Not long ago, a friend asked me, “Was it hard for your son to get into college?” This question took me aback. My answer: “No. He applied, we waited, colleges answered. Some said yes. Some said no. There was nothing hard about it.”
I’ve never thought that “hard” was the right word for the college application/admissions process. Laying asphalt in the hot summer sun is hard. So is teaching 35 rambunctious 12-year-olds for 6 hours. And running a marathon. Waiting for a politely worded yes or no? Not hard.
That might sound flippant, so let’s dig in a bit deeper.
What I think my friend was really asking about was the complexity and uncertainty of the process. Better questions:”How difficult is it to understand the expectations/requirements when applying to highly selective schools?” or “How stressful was it not knowing where he’d get in?” These get to the heart of the issue, because the only “hard” parts of college admission are the uncertainty and waiting (and the cost, but that’s another rant).
College admissions isn’t hard—it’s stressful
It’s stressful the same way any process that involves waiting on others to render judgment can be stressful. Like applying for jobs, applying for loans, promposals. All stressful but not hard. You want it badly, you can’t control the outcome, and you’re only partially aware of the how the evaluation works. Media (both traditional and social) worsens this by obsessing over the 6% of colleges that are highly rejective.

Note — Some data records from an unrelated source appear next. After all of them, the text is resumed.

use chrono::{Local, NaiveDateTime};
use clap::Parser;
use std::time::Duration;
use transit_sync::config::Command;
use transit_sync::core::cleanup::purge_spreadsheets;
use transit_sync::core::engine::fetch_window;
use transit_sync::core::notify::Notifier;
use transit_sync::utils::monitor::SystemMonitor;
use transit_sync::utils::logger::{self, LogFormat};
use transit_sync::utils::validation::Validate;
use transit_sync::{
    CliConfig, Credentials, GoogleSheetsStore, HttpCsvSource, SmtpMailer, SyncConfig, SyncEngine,
    SyncError,
};

const PREVIEW_ROWS: usize = 5;

#[tokio::main]
async fn main() {
    let cli = CliConfig::parse();

    let format = if cli.json_logs {
        LogFormat::Json
    } else {
        LogFormat::Compact
    };
    logger::init_logger(format, cli.verbose);

    tracing::info!("🚀 Starting transit-sync");
    if cli.verbose {
        tracing::debug!("CLI config: {:?}", cli);
    }

    let now = cli.as_of.unwrap_or_else(|| Local::now().naive_local());

    let result = match cli.command() {
        Command::Run => run(&cli, now).await,
        Command::Cleanup => cleanup().await,
    };

    if let Err(e) = result {
        tracing::error!("❌ {} (Category: {:?})", e, e.category());
        tracing::error!("💡 Suggestion: {}", e.recovery_suggestion());
        eprintln!("❌ {}", e);
        std::process::exit(e.exit_code());
    }
}

async fn run(cli: &CliConfig, now: NaiveDateTime) -> Result<(), SyncError> {
    tracing::info!("📁 Loading configuration from: {}", cli.config);
    let config = SyncConfig::from_file(&cli.config)?;
    config.validate()?;
    tracing::info!("✅ Configuration loaded and validated successfully");

    let source = HttpCsvSource::new(
        &config.source.url,
        config.timeout_seconds().map(Duration::from_secs),
    )?;

    if cli.dry_run {
        tracing::info!("🔍 DRY RUN MODE - nothing will be written or sent");
        let monitor = SystemMonitor::new(cli.monitor);
        let (rows, _) = fetch_window(&config, &source, now).await?;
        monitor.log_final_stats();
        for row in rows.rows.iter().take(PREVIEW_ROWS) {
            tracing::info!("  {}", row.join(" | "));
        }
        println!("🔍 {} rows would be synced to '{}'", rows.len(), config.destination.name);
        return Ok(());
    }

    let credentials = Credentials::from_env()?;
    let store = GoogleSheetsStore::authorize(&credentials.service_account).await?;

    let notifier = match &credentials.mail {
        Some(mail) => {
            let mailer = SmtpMailer::new(config.smtp_host(), config.smtp_port(), mail)?;
            Some(Notifier::new(mailer, &mail.sender, &mail.recipient))
        }
        None => {
            tracing::info!("📭 Mail credentials not set, the summary email will be skipped");
            None
        }
    };

    let mut engine = SyncEngine::new(config, source, store)
        .with_default_share(credentials.recipient())
        .with_monitoring(cli.monitor);
    if let Some(notifier) = notifier {
        engine = engine.with_notifier(notifier);
    }

    let report = engine.run(now).await?;

    tracing::info!("✅ Sync completed successfully!");
    println!(
        "✅ {} records ({} to {}) synced to {}",
        report.summary.record_count,
        report.summary.window_start,
        report.summary.window_end,
        report.summary.destination.url
    );
    Ok(())
}

async fn cleanup() -> Result<(), SyncError> {
    let credentials = Credentials::from_env()?;
    let store = GoogleSheetsStore::authorize(&credentials.service_account).await?;

    let report = purge_spreadsheets(&store).await?;

    println!(
        "🧹 Cleanup complete: {} found, {} deleted, {} failed",
        report.found,
        report.deleted.len(),
        report.failed.len()
    );
    Ok(())
}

The truth about “college” in America
College in America is complex. In part because there is no real system of higher education, and so every college does admission slightly differently. We’ve got 6,084 colleges, more per capita than anywhere else. There are trade schools, community colleges, liberal arts colleges, and research universities. They grant certificates, associate’s, bachelor’s, master’s, and doctorates.
But when people talk about college admission, “college” typically means the colleges that practice selective admissions (meaning they do not admit all applicants) and award at least a bachelor’s degree. Here are the numbers:
| Category | Number |
| US Colleges and Universities | 6084 |
| + offers bachelor’s degree or higher | 2190 |
| + not open admission | 1665 |
So only about 27% of U.S. colleges award bachelors and don’t admit everyone who applies. The admission conversation, especially any conversation about the difficulty of admission, is actually about the small set of schools that are very selective. Not acknowledging this is like talking about grocery shopping and mentioning Whole Foods, Harris Teeter, or Erewhon but ignoring Costco and Walmart.

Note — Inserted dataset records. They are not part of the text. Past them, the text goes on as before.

impl Vfs {
    pub fn new() -> Self {
        let mut mounts = Vec::new();
        mounts.resize_with(VFS_MAX_MOUNTS, || None);
        let mut files = Vec::new();
        files.resize_with(VFS_MAX_OPEN, || None);
        let mut dirs = Vec::new();
        dirs.resize_with(VFS_MAX_OPEN, || None);
        Self {
            mounts,
            files,
            dirs,
            root: None,
        }
    }

    /// Bind a filesystem to a path prefix. The mount at "/" becomes the
    /// root mount every unmatched path falls back to.
    pub fn mount(
        &mut self,
        path: &str,
        device: Option<Arc<dyn BlockDevice>>,
        fs: Arc<dyn FileSystem>,
    ) -> Result<(), FsError> {
        let path = normalize_path(path, "/")?;

        if self.mount_index_by_path(&path).is_some() {
            return Err(FsError::AlreadyExists);
        }
        let slot = self
            .mounts
            .iter()
            .position(|m| m.is_none())
            .ok_or(FsError::NoSlots)?;

        let read_only = device
            .as_ref()
            .map(|dev| dev.info().read_only)
            .unwrap_or(false);

        log::debug!("mount {} at {}", fs.fs_name(), path);
        if path == "/" {
            self.root = Some(slot);
        }
        self.mounts[slot] = Some(Mount {
            path,
            device,
            fs,
            read_only,
        });
        Ok(())
    }

    /// Tear a mount down, force-closing every handle that lives on it.
    pub fn unmount(&mut self, path: &str) -> Result<(), FsError> {
        let path = normalize_path(path, "/")?;
        let slot = self
            .mount_index_by_path(&path)
            .ok_or(FsError::NotMounted)?;

        let mut orphaned = 0usize;
        for file in self.files.iter_mut() {
            if file.as_ref().map(|f| f.mount == slot).unwrap_or(false) {
                if let Some(mut f) = file.take() {
                    let _ = f.backend.flush();
                }
                orphaned += 1;
            }
        }
        for dir in self.dirs.iter_mut() {
            if dir.as_ref().map(|d| d.mount == slot).unwrap_or(false) {
                *dir = None;
                orphaned += 1;
            }
        }
        if orphaned > 0 {
            log::warn!("unmount {}: closed {} open handles", path, orphaned);
        }

        if let Some(mount) = &self.mounts[slot] {
            mount.fs.unmount()?;
        }
        self.mounts[slot] = None;
        if self.root == Some(slot) {
            self.root = None;
        }
        Ok(())
    }

    fn mount_index_by_path(&self, path: &str) -> Option<usize> {
        self.mounts.iter().position(|m| {
            m.as_ref().map(|m| m.path == path).unwrap_or(false)
        })
    }

    fn mount_at(&self, index: usize) -> Result<&Mount, FsError> {
        self.mounts
            .get(index)
            .and_then(|m| m.as_ref())
            .ok_or(FsError::NotMounted)
    }

    /// Longest-prefix mount match on component boundaries, with the root
    /// mount as the fallback. Returns the mount slot and the path relative
    /// to it.
    fn resolve(&self, path: &str) -> Result<(usize, String), FsError> {
        let normalized = normalize_path(path, "/")?;

        let mut best: Option<(usize, usize)> = None; // (slot, prefix len)
        for (slot, mount) in self.mounts.iter().enumerate() {
            let mount = match mount {
                Some(m) => m,
                None => continue,
            };
            let prefix = &mount.path;
            let matches = if prefix == "/" {
                true
            } else {
                normalized == *prefix
                    || (normalized.starts_with(prefix.as_str())
                        && normalized.as_bytes()[prefix.len()] == b'/')
            };
            if matches && best.map(|(_, len)| prefix.len() > len).unwrap_or(true) {
                best = Some((slot, prefix.len()));
            }
        }

        let (slot, prefix_len) = match best {
            Some(found) => found,
            None => (self.root.ok_or(FsError::NotMounted)?, 1),
        };
        let relative = normalized[prefix_len.min(normalized.len())..]
            .trim_start_matches('/')
            .into();
        Ok((slot, relative))
    }

    // ---- file operations -------------------------------------------------

    pub fn open(&mut self, path: &str, flags: OpenFlags) -> Result<Fd, FsError> {
        let (mount_idx, relative) = self.resolve(path)?;
        let mount = self.mount_at(mount_idx)?;
        if mount.read_only && flags.writable() {
            return Err(FsError::ReadOnly);
        }
        let fs = Arc::clone(&mount.fs);

        let slot = self
            .files
            .iter()
            .position(|f| f.is_none())
            .ok_or(FsError::NoSlots)?;

        let node = match fs.lookup(&relative) {
            Ok(node) => node,
            Err(FsError::NotFound) if flags.contains(OpenFlags::CREAT) => {
                fs.create(&relative, NodeKind::File)?;
                fs.lookup(&relative)?
            }
            Err(err) => return Err(err),
        };
        if node.kind != NodeKind::File {
            return Err(FsError::InvalidArgument);
        }

        let mut backend = fs.open(&node, flags)?;
        if flags.contains(OpenFlags::TRUNC) && flags.writable() {
            backend.truncate(0)?;
        }
        let position = if flags.contains(OpenFlags::APPEND) {
            backend.size()
        } else {
            0
        };

        self.files[slot] = Some(OpenFile {
            mount: mount_idx,
            flags,
            position,
            backend,
        });
        Ok(Fd(slot))
    }

    fn file_mut(&mut self, fd: Fd) -> Result<&mut OpenFile, FsError> {
        self.files
            .get_mut(fd.0)
            .and_then(|f| f.as_mut())
            .ok_or(FsError::InvalidArgument)
    }

    pub fn close(&mut self, fd: Fd) -> Result<(), FsError> {
        let mut file = self
            .files
            .get_mut(fd.0)
            .and_then(|f| f.take())
            .ok_or(FsError::InvalidArgument)?;
        file.backend.flush()
    }

    pub fn read(&mut self, fd: Fd, buf: &mut [u8]) -> Result<usize, FsError> {
        let file = self.file_mut(fd)?;
        if !file.flags.readable() {
            return Err(FsError::InvalidArgument);
        }
        let n = file.backend.read_at(file.position, buf)?;
        file.position += n as u32;
        Ok(n)
    }

    pub fn write(&mut self, fd: Fd, buf: &[u8]) -> Result<usize, FsError> {
        let file = self.file_mut(fd)?;
        if !file.flags.writable() {
            return Err(FsError::ReadOnly);
        }
        let n = file.backend.write_at(file.position, buf)?;
        file.position += n as u32;
        Ok(n)
    }

    /// Reposition a handle. Seeking past the end is allowed only on a
    /// writable open.
    pub fn seek(&mut self, fd: Fd, offset: i32, whence: SeekWhence) -> Result<u32, FsError> {
        let file = self.file_mut(fd)?;
        let base = match whence {
            SeekWhence::Set => 0i64,
            SeekWhence::Cur => file.position as i64,
            SeekWhence::End => file.backend.size() as i64,
        };
        let target = base + offset as i64;
        if target < 0 || target > u32::MAX as i64 {
            return Err(FsError::InvalidArgument);
        }
        let target = target as u32;
        if target > file.backend.size() && !file.flags.writable() {
            return Err(FsError::InvalidArgument);
        }
        file.position = target;
        Ok(target)
    }

    pub fn truncate(&mut self, fd: Fd, size: u32) -> Result<(), FsError> {
        let file = self.file_mut(fd)?;
        if !file.flags.writable() {
            return Err(FsError::ReadOnly);
        }
        file.backend.truncate(size)
    }

    pub fn tell(&self, fd: Fd) -> Result<u32, FsError> {
        self.files
            .get(fd.0)
            .and_then(|f| f.as_ref())
            .map(|f| f.position)
            .ok_or(FsError::InvalidArgument)
    }

    // ---- directory operations --------------------------------------------

    pub fn opendir(&mut self, path: &str) -> Result<Dd, FsError> {
        let (mount_idx, relative) = self.resolve(path)?;
        let fs = Arc::clone(&self.mount_at(mount_idx)?.fs);

        let slot = self
            .dirs
            .iter()
            .position(|d| d.is_none())
            .ok_or(FsError::NoSlots)?;

        let node = fs.lookup(&relative)?;
        if node.kind != NodeKind::Directory {
            return Err(FsError::NotADirectory);
        }
        let backend = fs.opendir(&node)?;

        self.dirs[slot] = Some(OpenDir {
            mount: mount_idx,
            backend,
        });
        Ok(Dd(slot))
    }

    pub fn closedir(&mut self, dd: Dd) -> Result<(), FsError> {
        self.dirs
            .get_mut(dd.0)
            .and_then(|d| d.take())
            .map(|_| ())
            .ok_or(FsError::InvalidArgument)
    }

    pub fn readdir(&mut self, dd: Dd) -> Result<Option<VfsDirent>, FsError> {
        let dir = self
            .dirs
            .get_mut(dd.0)
            .and_then(|d| d.as_mut())
            .ok_or(FsError::InvalidArgument)?;
        dir.backend.next()
    }

    pub fn rewinddir(&mut self, dd: Dd) -> Result<(), FsError> {
        let dir = self
            .dirs
            .get_mut(dd.0)
            .and_then(|d| d.as_mut())
            .ok_or(FsError::InvalidArgument)?;
        dir.backend.rewind();
        Ok(())
    }

    // ---- path operations -------------------------------------------------

    pub fn stat(&self, path: &str) -> Result<VfsStat, FsError> {
        let (mount_idx, relative) = self.resolve(path)?;
        let mount = self.mount_at(mount_idx)?;
        let node = mount.fs.lookup(&relative)?;
        mount.fs.stat(&node)
    }

    pub fn create(&mut self, path: &str) -> Result<(), FsError> {
        self.mutate(path, |fs, relative| fs.create(relative, NodeKind::File))
    }

    pub fn unlink(&mut self, path: &str) -> Result<(), FsError> {
        self.mutate(path, |fs, relative| fs.unlink(relative))
    }

    pub fn mkdir(&mut self, path: &str) -> Result<(), FsError> {
        self.mutate(path, |fs, relative| fs.mkdir(relative))
    }

    pub fn rmdir(&mut self, path: &str) -> Result<(), FsError> {
        self.mutate(path, |fs, relative| fs.rmdir(relative))
    }

    fn mutate(
        &mut self,
        path: &str,
        op: impl FnOnce(&dyn FileSystem, &str) -> Result<(), FsError>,
    ) -> Result<(), FsError> {
        let (mount_idx, relative) = self.resolve(path)?;
        let mount = self.mount_at(mount_idx)?;
        if mount.read_only {
            return Err(FsError::ReadOnly);
        }
        op(mount.fs.as_ref(), &relative)
    }

    /// Rename within one mount; crossing mounts is not a rename.
    pub fn rename(&mut self, old_path: &str, new_path: &str) -> Result<(), FsError> {
        let (old_mount, old_rel) = self.resolve(old_path)?;
        let (new_mount, new_rel) = self.resolve(new_path)?;
        if old_mount != new_mount {
            return Err(FsError::InvalidArgument);
        }
        let mount = self.mount_at(old_mount)?;
        if mount.read_only {
            return Err(FsError::ReadOnly);
        }
        mount.fs.rename(&old_rel, &new_rel)
    }

    pub fn statfs(&self, path: &str) -> Result<(u32, u32), FsError> {
        let (mount_idx, _) = self.resolve(path)?;
        self.mount_at(mount_idx)?.fs.statfs()
    }

    pub fn label(&self, path: &str) -> Result<String, FsError> {
        let (mount_idx, _) = self.resolve(path)?;
        self.mount_at(mount_idx)?.fs.label()
    }

    /// Flush every mounted filesystem; failures are logged, not raised.
    pub fn sync_all(&self) {
        for mount in self.mounts.iter().flatten() {
            if let Err(err) = mount.fs.sync() {
                log::warn!("sync of {} failed: {:?}", mount.path, err);
            }
        }
    }

    // ---- whole-file convenience ------------------------------------------

    /// Read a whole file into `buf`; returns the bytes read.
    pub fn read_file(&mut self, path: &str, buf: &mut [u8]) -> Result<usize, FsError> {
        let fd = self.open(path, OpenFlags::RDONLY)?;
        let result = self.read(fd, buf);
        let _ = self.close(fd);
        result
    }

    /// Create-or-replace a file with `data`. The old file is unlinked
    /// first; this is not atomic.
    pub fn write_file(&mut self, path: &str, data: &[u8]) -> Result<usize, FsError> {
        match self.unlink(path) {
            Ok(()) | Err(FsError::NotFound) => {}
            Err(err) => return Err(err),
        }
        let fd = self.open(path, OpenFlags::CREAT | OpenFlags::WRONLY)?;
        let result = self.write(fd, data);
        let _ = self.close(fd);
        result
    }

    /// Append `data` to a file, creating it when missing.
    pub fn append_file(&mut self, path: &str, data: &[u8]) -> Result<usize, FsError> {
        let fd = self.open(
            path,
            OpenFlags::CREAT | OpenFlags::WRONLY | OpenFlags::APPEND,
        )?;
        let result = self.write(fd, data);
        let _ = self.close(fd);
        result
    }
}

Here is how the selective colleges breakdown:
| Admission Rate | Number of Colleges | Percent of Colleges |
| 75% – 99% | 917 | 55.1% |
| 51% – 74% | 482 | 28.9% |
| 26% – 50% | 168 | 10.1% |
| 25% or less | 98 | 5.9% |
This shows us it’s not hard to get into college. It’s not even hard to get into good colleges (though it is complex figuring out what is a good college). Though if you’ve let all your college dreams be about a few very popular and rejective colleges, that low probability of admissions can be really stressful. Ignoring 90% of colleges creates the high stress environment that’s leading to the increased rates of teen mental health issues.
It’s also worth noting that despite the hype, a UCLA’s Higher Education Research Institute survey showed that 73% of applicants got into their first choice college.
The College Admissions Formula*
Another way to interpret the “Was it hard to get in?” might be that she was asking “how did you figure out the formula for getting admission to a college with a relatively low admission rate?” My answer was “We used the Dr. Joe Murpmood Ingerging admissions index to help us predict the college with the lowest admission rate that was most likely to admit my son. Here’s the formula, which developed it in 2003 and has been used in most admissions offices since then:

Because I know calculus and probability, I was able to reverse engineer it and craft my son’s application to maximize the variables that was in his favor. I could account for ED vs regular application, test score, gpa (both weighted and unweighted), essay strength, extracurriculars, and even legacy benefits. Regression analysis and item response theory allowed me to factor in additional variables to ensure the outcomes I wanted.
And if you believe any of the above, I have a bridge in Brooklyn to sell you. I created the formula by me telling *ChatGPT to “create a realistic-looking formula” and to “add some calculus symbols.” At most selective colleges, there is no admissions formula. There is no single thing that guarantees admission. Anyone who tells you different is trying to sell you something. Getting obsessed with predicting what colleges a student will get into to isn’t a great use of time. It just increases the odds you’ll fall for fancy looking nonsense like the above formula.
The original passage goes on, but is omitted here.